Eastman disputes the argument about corrosion, and says its material safety data sheet at the time complied with regulations. Eastman submitted an updated safety sheet in compliance with a federal standard that took effect June 1.

"Eastman believes that Crude MCHM did not cause the corrosion in the Freedom Industries' tank and that the lawsuit has no merit as it pertains to Eastman," Eastman spokeswoman Maranda Demuth said via email.

Farrell also said he told the water company to turn its pump off before the plume of chemicals hit its treatment plant downstream, but the company replied that it was confident their filters could handle the substance.

"And I suggested that (the West Virginia American Water official) turn the plant off," Farrell said in his deposition. "And he said that they were confident their filters could handle it, for me not to worry about them, to worry about myself and, you know, good luck dealing with the issues for having a spill."

Those comments are among the points being used to contend two main arguments: that Eastman didn't properly warn the public about the chemical's properties or possible health impacts; and that West Virginia American Water could have made decisions to avert a large-scale chemical contamination, including infrastructure investment choices that date back decades.

The case is headed to Charleston federal court Sept. 25, where plaintiffs will argue to certify a class of hundreds of thousands of people affected by water woes who can potentially recover damages. Kevin Thompson, an attorney for the plaintiffs, said a claims process could resemble the outcome of the BP oil spill, if the case succeeds. Thompson thinks a trial could occur by mid-2016, if the case reaches that point.

Farrell and former Freedom President Gary Southern both initially pleaded not guilty to criminal charges in the spill, and are expected to reverse those pleas on Tuesday and Wednesday. Four executives and the company itself already took guilty pleas and will be sentenced in December. Claims against now-bankrupt Freedom are being dealt with in U.S. Bankruptcy Court.
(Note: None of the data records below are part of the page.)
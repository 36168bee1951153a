use std::fmt;
use std::path::PathBuf;
use std::sync::Arc;

use dioxus::LaunchBuilder;
use dioxus::desktop::{Config as DesktopConfig, WindowBuilder};
use prep_core::model::Locale;
use services::{
    AppServices, CardCatalog, Clock, DashboardStats, ProgressStore, RecordLoader,
    StudyLoopService,
};
use tracing_subscriber::EnvFilter;
use ui::{App, LinkOpenerRef, SystemLinkOpener, UiApp, build_app_context};

#[derive(Debug)]
enum ArgsError {
    MissingValue { flag: &'static str },
    UnknownArg(String),
    InvalidDbUrl { raw: String },
    InvalidLocale { raw: String },
}

impl fmt::Display for ArgsError {
    fn fmt(&self, f: &mut fmt::Formatter<'_>) -> fmt::Result {
        match self {
            ArgsError::MissingValue { flag } => write!(f, "{flag} requires a value"),
            ArgsError::UnknownArg(arg) => write!(f, "unknown argument: {arg}"),
            ArgsError::InvalidDbUrl { raw } => write!(f, "invalid --db value: {raw}"),
            ArgsError::InvalidLocale { raw } => {
                write!(f, "invalid --locale value: {raw} (expected en or ja)")
            }
        }
    }
}

impl std::error::Error for ArgsError {}

fn require_value(
    args: &mut impl Iterator<Item = String>,
    flag: &'static str,
) -> Result<String, ArgsError> {
    args.next().ok_or(ArgsError::MissingValue { flag })
}

struct DesktopApp {
    locale: Locale,
    services: AppServices,
    links: LinkOpenerRef,
}

impl UiApp for DesktopApp {
    fn initial_locale(&self) -> Locale {
        self.locale
    }

    fn progress_store(&self) -> Arc<ProgressStore> {
        self.services.progress()
    }

    fn study_loop(&self) -> Arc<StudyLoopService> {
        self.services.study_loop()
    }

    fn catalog(&self) -> Arc<CardCatalog> {
        self.services.catalog()
    }

    fn link_opener(&self) -> LinkOpenerRef {
        Arc::clone(&self.links)
    }
}

struct Args {
    db_url: String,
    locale: Locale,
    data: Option<PathBuf>,
}

fn print_usage() {
    eprintln!("Usage:");
    eprintln!("  cargo run -p app -- ui    [--db <sqlite_url>] [--locale <en|ja>] [--data <csv>]");
    eprintln!("  cargo run -p app -- stats [--db <sqlite_url>] [--locale <en|ja>] [--data <csv>]");
    eprintln!("  cargo run -p app -- reset [--db <sqlite_url>]");
    eprintln!();
    eprintln!("Defaults:");
    eprintln!("  --db sqlite://<cwd>/cloud-prep.sqlite3");
    eprintln!("  --locale en");
    eprintln!("  --data bundled cards");
    eprintln!();
    eprintln!("Environment:");
    eprintln!("  PREP_DB_URL, PREP_LOCALE, PREP_DATA_CSV, RUST_LOG");
}

#[derive(Debug, Clone, Copy, PartialEq, Eq)]
enum Command {
    Ui,
    Stats,
    Reset,
}

impl Command {
    fn from_arg(arg: &str) -> Option<Self> {
        match arg {
            "ui" => Some(Self::Ui),
            "stats" => Some(Self::Stats),
            "reset" => Some(Self::Reset),
            _ => None,
        }
    }
}

impl Args {
    fn parse(args: &mut impl Iterator<Item = String>) -> Result<Self, ArgsError> {
        let mut db_url = std::env::var("PREP_DB_URL")
            .ok()
            .filter(|value| !value.trim().is_empty())
            .map_or_else(|| normalize_sqlite_url("cloud-prep.sqlite3".into()), normalize_sqlite_url);
        let mut locale = match std::env::var("PREP_LOCALE") {
            Ok(raw) => parse_locale(raw)?,
            Err(_) => Locale::default(),
        };
        let mut data = std::env::var_os("PREP_DATA_CSV")
            .filter(|value| !value.is_empty())
            .map(PathBuf::from);

        while let Some(arg) = args.next() {
            match arg.as_str() {
                "--db" => {
                    let value = require_value(args, "--db")?;
                    if value.trim().is_empty() {
                        return Err(ArgsError::InvalidDbUrl { raw: value });
                    }
                    db_url = normalize_sqlite_url(value);
                }
                "--locale" => {
                    locale = parse_locale(require_value(args, "--locale")?)?;
                }
                "--data" => {
                    data = Some(PathBuf::from(require_value(args, "--data")?));
                }
                "--help" | "-h" => {
                    print_usage();
                    std::process::exit(0);
                }
                _ => return Err(ArgsError::UnknownArg(arg)),
            }
        }

        Ok(Self {
            db_url,
            locale,
            data,
        })
    }

    fn loader(&self) -> RecordLoader {
        match &self.data {
            Some(path) => RecordLoader::from_file(path.clone()),
            None => RecordLoader::bundled(),
        }
    }
}

fn parse_locale(raw: String) -> Result<Locale, ArgsError> {
    raw.parse().map_err(|_| ArgsError::InvalidLocale { raw })
}

fn normalize_sqlite_url(raw: String) -> String {
    if raw == "sqlite::memory:" || raw.starts_with("sqlite://") {
        return raw;
    }

    let trimmed = raw.trim().to_string();
    let path_str = trimmed
        .strip_prefix("sqlite:")
        .unwrap_or(trimmed.as_str())
        .to_string();
    let path = std::path::Path::new(&path_str);
    let absolute = if path.is_absolute() {
        path.to_path_buf()
    } else {
        std::env::current_dir()
            .unwrap_or_else(|_| PathBuf::from("."))
            .join(path)
    };
    format!("sqlite://{}", absolute.display())
}

fn init_tracing() {
    let filter = EnvFilter::try_from_default_env().unwrap_or_else(|_| EnvFilter::new("info"));
    // A subscriber may already be installed when embedded; keep the existing one.
    let _ = tracing_subscriber::fmt()
        .with_env_filter(filter)
        .with_target(false)
        .try_init();
}

async fn run() -> Result<(), Box<dyn std::error::Error>> {
    init_tracing();
    let mut argv: Vec<String> = std::env::args().skip(1).collect();

    // Launch the UI when no subcommand is provided.
    let cmd = match argv.first().map(String::as_str) {
        None => Command::Ui,
        Some("--help" | "-h") => {
            print_usage();
            return Ok(());
        }
        Some(first) if first.starts_with("--") => Command::Ui,
        Some(first) => Command::from_arg(first).ok_or_else(|| {
            eprintln!("unknown subcommand: {first}");
            print_usage();
            std::io::Error::new(std::io::ErrorKind::InvalidInput, "unknown subcommand")
        })?,
    };

    if !argv.is_empty() && !argv[0].starts_with("--") {
        argv.remove(0);
    }

    let mut iter = argv.into_iter();
    let parsed = Args::parse(&mut iter).map_err(|e| {
        eprintln!("{e}");
        print_usage();
        e
    })?;

    // Open + migrate SQLite at startup; services never see file paths.
    prepare_sqlite_file(&parsed.db_url)?;
    tracing::info!(db = %parsed.db_url, locale = %parsed.locale, "opening progress store");
    let services = AppServices::new_sqlite(&parsed.db_url, Clock::system(), parsed.loader()).await?;

    match cmd {
        Command::Ui => {
            let app: Arc<dyn UiApp> = Arc::new(DesktopApp {
                locale: parsed.locale,
                services,
                links: Arc::new(SystemLinkOpener),
            });
            let context = build_app_context(&app);

            // On macOS, Dioxus/tao can default to an always-on-top window in some dev setups.
            let desktop_cfg = DesktopConfig::new().with_window(
                WindowBuilder::new()
                    .with_title("Cloud Prep")
                    .with_always_on_top(false),
            );

            LaunchBuilder::desktop()
                .with_cfg(desktop_cfg)
                .with_context(context)
                .launch(App);
            Ok(())
        }
        Command::Stats => {
            let records = services.catalog().records(parsed.locale);
            let progress = services.progress().snapshot().await;
            print_stats(&DashboardStats::compute(&records, &progress));
            Ok(())
        }
        Command::Reset => {
            let cleared = services.progress().clear_all().await;
            println!("progress cleared ({} records remain)", cleared.len());
            Ok(())
        }
    }
}

fn print_stats(stats: &DashboardStats) {
    println!(
        "mastered {} / {} ({}%)",
        stats.mastered,
        stats.total,
        stats.percentage()
    );
    for section in &stats.sections {
        println!(
            "  {:<40} {:>3} / {:<3} {:>3}%",
            section.section.as_str(),
            section.mastered,
            section.total,
            section.percentage()
        );
    }
}

fn prepare_sqlite_file(db_url: &str) -> Result<(), Box<dyn std::error::Error>> {
    if db_url == "sqlite::memory:" {
        return Ok(());
    }

    let path = db_url
        .strip_prefix("sqlite://")
        .ok_or_else(|| ArgsError::InvalidDbUrl {
            raw: db_url.to_string(),
        })?;
    let path = path.split('?').next().unwrap_or(path);
    if path.is_empty() {
        return Err(ArgsError::InvalidDbUrl {
            raw: db_url.to_string(),
        }
        .into());
    }

    let path = std::path::Path::new(path);
    if let Some(parent) = path.parent() {
        std::fs::create_dir_all(parent)?;
    }

    if !path.exists() {
        std::fs::OpenOptions::new()
            .create(true)
            .write(true)
            .truncate(false)
            .open(path)?;
    }

    Ok(())
}

#[tokio::main]
async fn main() {
    if let Err(err) = run().await {
        // At this layer (binary glue), printing once is fine.
        eprintln!("{err}");
        std::process::exit(2);
    }
}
Attorneys for West Virginia American Water say the plaintiffs are cherry-picking Farrell's comments. They say that in the deposition, Farrell refused to reply to Eastman and water company lawyers more than 60 times, gave an account inconsistent with what Freedom previously reported and walked back the wording of his statement.

"Farrell's unconfirmed testimony, newly revealed at his deposition, has no bearing on the class certification issues before the Court, and the Court should disregard it as both unnecessary and unreliable," the water company's attorney wrote in a legal brief.

Plaintiffs also contend that the water company described plans in 1969 to build a second water intake that could have been a backup in the case of contamination. The company built much of the piping, but did not follow through on the project, legal briefs say.

The water company says the single-intake project was constructed with state health officials' approval, and nothing required two intakes. The company also has stated that shutting down its one intake on the day of the spill could have resulted in no water for fighting fires or sanitation, and getting the system running again could've taken at least a month.